*** Data records ***

//! Create, update and delete operations.
//!
//! Every mutation is pessimistic: input is validated, one request is sent,
//! and local collections are only touched after the backend accepted it.

use std::sync::Arc;

use chrono::{DateTime, Utc};
use thiserror::Error;
use tracing::{info, warn};

use crate::api::{ApiClient, BearerToken};
use crate::error::{ClientError, ValidationErrors};
use crate::models::{
    NewReservation, NewUser, Notification, NotificationId, RatingUpdate, Reservation,
    ReservationStatus, Tool, ToolForm, ToolId, ToolUpdate,
};
use crate::poller::CollectionStore;
use crate::session::SessionStore;
use crate::validation::{
    validate_rating_form, validate_register_form, validate_reservation_form, validate_tool_form,
    validate_tool_update_form,
};

/// How the caller's local collection was, or should be, brought up to date.
#[derive(Debug, Clone, Copy, PartialEq, Eq)]
pub enum Reconciliation {
    None,
    Appended,
    Patched,
    Removed,
    /// The local copy cannot be patched; poll the collection again.
    Refetch,
}

#[derive(Debug, Clone, PartialEq, Eq)]
pub struct Acknowledgment {
    pub message: &'static str,
    pub reconcile: Reconciliation,
}

impl Acknowledgment {
    fn new(message: &'static str, reconcile: Reconciliation) -> Self {
        Self { message, reconcile }
    }
}

/// A failed mutation: what to show the user and the underlying error.
#[derive(Error, Debug)]
#[error("{message}")]
pub struct MutationError {
    pub message: String,
    #[source]
    pub cause: ClientError,
}

impl MutationError {
    pub fn is_validation(&self) -> bool {
        matches!(self.cause, ClientError::Validation(_))
    }
}

fn rejected(field: &str, message: &str) -> ClientError {
    let mut errors = ValidationErrors::new();
    errors.add(field, message);
    ClientError::Validation(errors)
}

pub struct MutationHandler {
    client: ApiClient,
    session: Arc<SessionStore>,
}

impl MutationHandler {
    pub fn new(client: ApiClient, session: Arc<SessionStore>) -> Self {
        Self { client, session }
    }

    fn failed(&self, operation: &'static str, fallback: &str, err: ClientError) -> MutationError {
        if !matches!(err, ClientError::Validation(_)) {
            warn!(operation = operation, error = %err, "Mutation failed");
        }
        MutationError {
            message: err.user_message(fallback),
            cause: err,
        }
    }

    /// A request sent with `token` failed; 401/403 is reported to the session.
    fn request_failed(
        &self,
        operation: &'static str,
        fallback: &str,
        token: &BearerToken,
        err: ClientError,
    ) -> MutationError {
        self.session.report_unauthorized(&err, token);
        self.failed(operation, fallback, err)
    }

    pub async fn register(&self, user: &NewUser) -> Result<Acknowledgment, MutationError> {
        const FALLBACK: &str = "Registration failed";

        validate_register_form(user).map_err(|e| self.failed("register", FALLBACK, e.into()))?;
        self.client
            .register_user(user)
            .await
            .map_err(|e| self.failed("register", FALLBACK, e))?;

        Ok(Acknowledgment::new("Registration complete", Reconciliation::None))
    }

    pub async fn create_tool(
        &self,
        form: ToolForm,
        tools: Option<&CollectionStore<Tool>>,
    ) -> Result<Acknowledgment, MutationError> {
        const FALLBACK: &str = "Failed to add tool";

        validate_tool_form(&form).map_err(|e| self.failed("create_tool", FALLBACK, e.into()))?;
        let session = self
            .session
            .require()
            .map_err(|e| self.failed("create_tool", FALLBACK, e))?;

        let body = form.into_new_tool(session.user.id);
        let created = self
            .client
            .create_tool(&session.token, &body)
            .await
            .map_err(|e| self.request_failed("create_tool", FALLBACK, &session.token, e))?;
        info!(tool_id = %created.id, name = %created.name, "Tool created");

        let reconcile = match tools {
            Some(store) => {
                store.append(created);
                Reconciliation::Appended
            }
            None => Reconciliation::None,
        };
        Ok(Acknowledgment::new("Tool added", reconcile))
    }

    pub async fn update_tool(
        &self,
        id: ToolId,
        update: ToolUpdate,
        tools: Option<&CollectionStore<Tool>>,
    ) -> Result<Acknowledgment, MutationError> {
        const FALLBACK: &str = "Failed to update tool";

        validate_tool_update_form(&update)
            .map_err(|e| self.failed("update_tool", FALLBACK, e.into()))?;
        let session = self
            .session
            .require()
            .map_err(|e| self.failed("update_tool", FALLBACK, e))?;

        let updated = self
            .client
            .update_tool(&session.token, id, &update)
            .await
            .map_err(|e| self.request_failed("update_tool", FALLBACK, &session.token, e))?;
        info!(tool_id = %id, "Tool updated");

        let reconcile = match tools {
            Some(store) if store.patch(|t| t.id == id, |t| *t = updated.clone()) > 0 => {
                Reconciliation::Patched
            }
            Some(_) => Reconciliation::Refetch,
            None => Reconciliation::None,
        };
        Ok(Acknowledgment::new("Tool updated", reconcile))
    }

    pub async fn delete_tool(
        &self,
        id: ToolId,
        tools: Option<&CollectionStore<Tool>>,
    ) -> Result<Acknowledgment, MutationError> {
        const FALLBACK: &str = "Failed to delete tool";

        let session = self
            .session
            .require()
            .map_err(|e| self.failed("delete_tool", FALLBACK, e))?;
        self.client
            .delete_tool(&session.token, id)
            .await
            .map_err(|e| self.request_failed("delete_tool", FALLBACK, &session.token, e))?;
        info!(tool_id = %id, "Tool deleted");

        let reconcile = match tools {
            Some(store) => {
                store.remove(|t| t.id == id);
                Reconciliation::Removed
            }
            None => Reconciliation::None,
        };
        Ok(Acknowledgment::new("Tool deleted", reconcile))
    }

    /// Rent `tool` for the given period. Renting one's own tool is refused
    /// before anything is sent.
    pub async fn create_reservation(
        &self,
        tool: &Tool,
        start: DateTime<Utc>,
        end: DateTime<Utc>,
        reservations: Option<&CollectionStore<Reservation>>,
    ) -> Result<Acknowledgment, MutationError> {
        const FALLBACK: &str = "Failed to rent tool";

        let session = self
            .session
            .require()
            .map_err(|e| self.failed("create_reservation", FALLBACK, e))?;
        if tool.is_owned_by(session.user.id) {
            return Err(self.failed(
                "create_reservation",
                FALLBACK,
                rejected("tool", "You cannot rent your own tool"),
            ));
        }
        validate_reservation_form(start, end)
            .map_err(|e| self.failed("create_reservation", FALLBACK, e.into()))?;

        let body = NewReservation {
            tool_id: tool.id,
            start_date: start,
            end_date: end,
            status: ReservationStatus::Pendente,
        };
        let created = self
            .client
            .create_reservation(&session.token, &body)
            .await
            .map_err(|e| self.request_failed("create_reservation", FALLBACK, &session.token, e))?;
        info!(tool_id = %tool.id, renter_id = %session.user.id, "Reservation created");

        let reconcile = match (reservations, created) {
            (Some(store), Some(created)) => {
                store.append(created);
                Reconciliation::Appended
            }
            (Some(_), None) => Reconciliation::Refetch,
            (None, _) => Reconciliation::None,
        };
        Ok(Acknowledgment::new("Tool rented", reconcile))
    }

    /// Move a received reservation to `next`. Only the tool owner may do this,
    /// and only along the offered transitions.
    pub async fn change_reservation_status(
        &self,
        reservation: &Reservation,
        next: ReservationStatus,
        reservations: Option<&CollectionStore<Reservation>>,
    ) -> Result<Acknowledgment, MutationError> {
        const FALLBACK: &str = "Failed to update reservation status";

        let session = self
            .session
            .require()
            .map_err(|e| self.failed("change_reservation_status", FALLBACK, e))?;
        if reservation.owner_id() != session.user.id {
            return Err(self.failed(
                "change_reservation_status",
                FALLBACK,
                rejected("reservation", "Only the tool owner can change this reservation"),
            ));
        }
        if !reservation.status.can_transition_to(next) {
            let message = format!("Cannot move a reservation from {} to {}", reservation.status, next);
            return Err(self.failed(
                "change_reservation_status",
                FALLBACK,
                rejected("status", &message),
            ));
        }

        let id = reservation.id;
        self.client
            .update_reservation_status(&session.token, id, next)
            .await
            .map_err(|e| self.request_failed("change_reservation_status", FALLBACK, &session.token, e))?;
        info!(reservation_id = %id, status = %next, "Reservation status updated");

        let reconcile = match reservations {
            Some(store) if store.patch(|r| r.id == id, |r| r.status = next) > 0 => {
                Reconciliation::Patched
            }
            Some(_) => Reconciliation::Refetch,
            None => Reconciliation::None,
        };
        Ok(Acknowledgment::new("Reservation status updated", reconcile))
    }

    /// Cancel one of the viewer's own reservations. Confirmed and finished
    /// rentals cannot be deleted.
    pub async fn delete_reservation(
        &self,
        reservation: &Reservation,
        reservations: Option<&CollectionStore<Reservation>>,
    ) -> Result<Acknowledgment, MutationError> {
        const FALLBACK: &str = "Failed to delete reservation";

        let session = self
            .session
            .require()
            .map_err(|e| self.failed("delete_reservation", FALLBACK, e))?;
        if reservation.user_id != session.user.id {
            return Err(self.failed(
                "delete_reservation",
                FALLBACK,
                rejected("reservation", "Only the renter can delete this reservation"),
            ));
        }
        if matches!(
            reservation.status,
            ReservationStatus::Confirmada | ReservationStatus::Finalizada
        ) {
            return Err(self.failed(
                "delete_reservation",
                FALLBACK,
                rejected("status", "Confirmed or finished reservations cannot be deleted"),
            ));
        }

        let id = reservation.id;
        self.client
            .delete_reservation(&session.token, id)
            .await
            .map_err(|e| self.request_failed("delete_reservation", FALLBACK, &session.token, e))?;
        info!(reservation_id = %id, "Reservation deleted");

        let reconcile = match reservations {
            Some(store) => {
                store.remove(|r| r.id == id);
                Reconciliation::Removed
            }
            None => Reconciliation::None,
        };
        Ok(Acknowledgment::new("Reservation deleted", reconcile))
    }

    /// Rate the tool of a finished reservation. The tool's aggregate rating
    /// is computed server-side, so callers should refetch.
    pub async fn submit_rating(
        &self,
        reservation: &Reservation,
        rating: i64,
    ) -> Result<Acknowledgment, MutationError> {
        const FALLBACK: &str = "Failed to submit rating";

        validate_rating_form(rating, reservation.status)
            .map_err(|e| self.failed("submit_rating", FALLBACK, e.into()))?;
        let session = self
            .session
            .require()
            .map_err(|e| self.failed("submit_rating", FALLBACK, e))?;
        if reservation.user_id != session.user.id {
            return Err(self.failed(
                "submit_rating",
                FALLBACK,
                rejected("reservation", "Only the renter can rate this reservation"),
            ));
        }

        let rating = u8::try_from(rating).map_err(|_| {
            self.failed("submit_rating", FALLBACK, rejected("rating", "Rating out of range"))
        })?;
        self.client
            .rate_tool(&session.token, reservation.tool_id, RatingUpdate { rating })
            .await
            .map_err(|e| self.request_failed("submit_rating", FALLBACK, &session.token, e))?;
        info!(tool_id = %reservation.tool_id, rating = rating, "Rating submitted");

        Ok(Acknowledgment::new("Rating submitted", Reconciliation::Refetch))
    }

    pub async fn mark_notification_read(
        &self,
        id: NotificationId,
        notifications: Option<&CollectionStore<Notification>>,
    ) -> Result<Acknowledgment, MutationError> {
        const FALLBACK: &str = "Failed to mark notification as read";

        let session = self
            .session
            .require()
            .map_err(|e| self.failed("mark_notification_read", FALLBACK, e))?;
        self.client
            .mark_notification_read(&session.token, id)
            .await
            .map_err(|e| self.request_failed("mark_notification_read", FALLBACK, &session.token, e))?;

        let reconcile = match notifications {
            Some(store) if store.patch(|n| n.id == id, |n| n.read = true) > 0 => {
                Reconciliation::Patched
            }
            Some(_) => Reconciliation::Refetch,
            None => Reconciliation::None,
        };
        Ok(Acknowledgment::new("Notification marked as read", reconcile))
    }

    pub async fn delete_notification(
        &self,
        id: NotificationId,
        notifications: Option<&CollectionStore<Notification>>,
    ) -> Result<Acknowledgment, MutationError> {
        const FALLBACK: &str = "Failed to delete notification";

        let session = self
            .session
            .require()
            .map_err(|e| self.failed("delete_notification", FALLBACK, e))?;
        self.client
            .delete_notification(&session.token, id)
            .await
            .map_err(|e| self.request_failed("delete_notification", FALLBACK, &session.token, e))?;

        let reconcile = match notifications {
            Some(store) => {
                store.remove(|n| n.id == id);
                Reconciliation::Removed
            }
            None => Reconciliation::None,
        };
        Ok(Acknowledgment::new("Notification deleted", reconcile))
    }
}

*** End of Data records ***

Exercise prompt
Report back each line in the material above that contains the string "updated".

Answer to the exercise
        let updated = self
        info!(tool_id = %id, "Tool updated");
            Some(store) if store.patch(|t| t.id == id, |t| *t = updated.clone()) > 0 => {
        Ok(Acknowledgment::new("Tool updated", reconcile))
        info!(reservation_id = %id, status = %next, "Reservation status updated");
        Ok(Acknowledgment::new("Reservation status updated", reconcile))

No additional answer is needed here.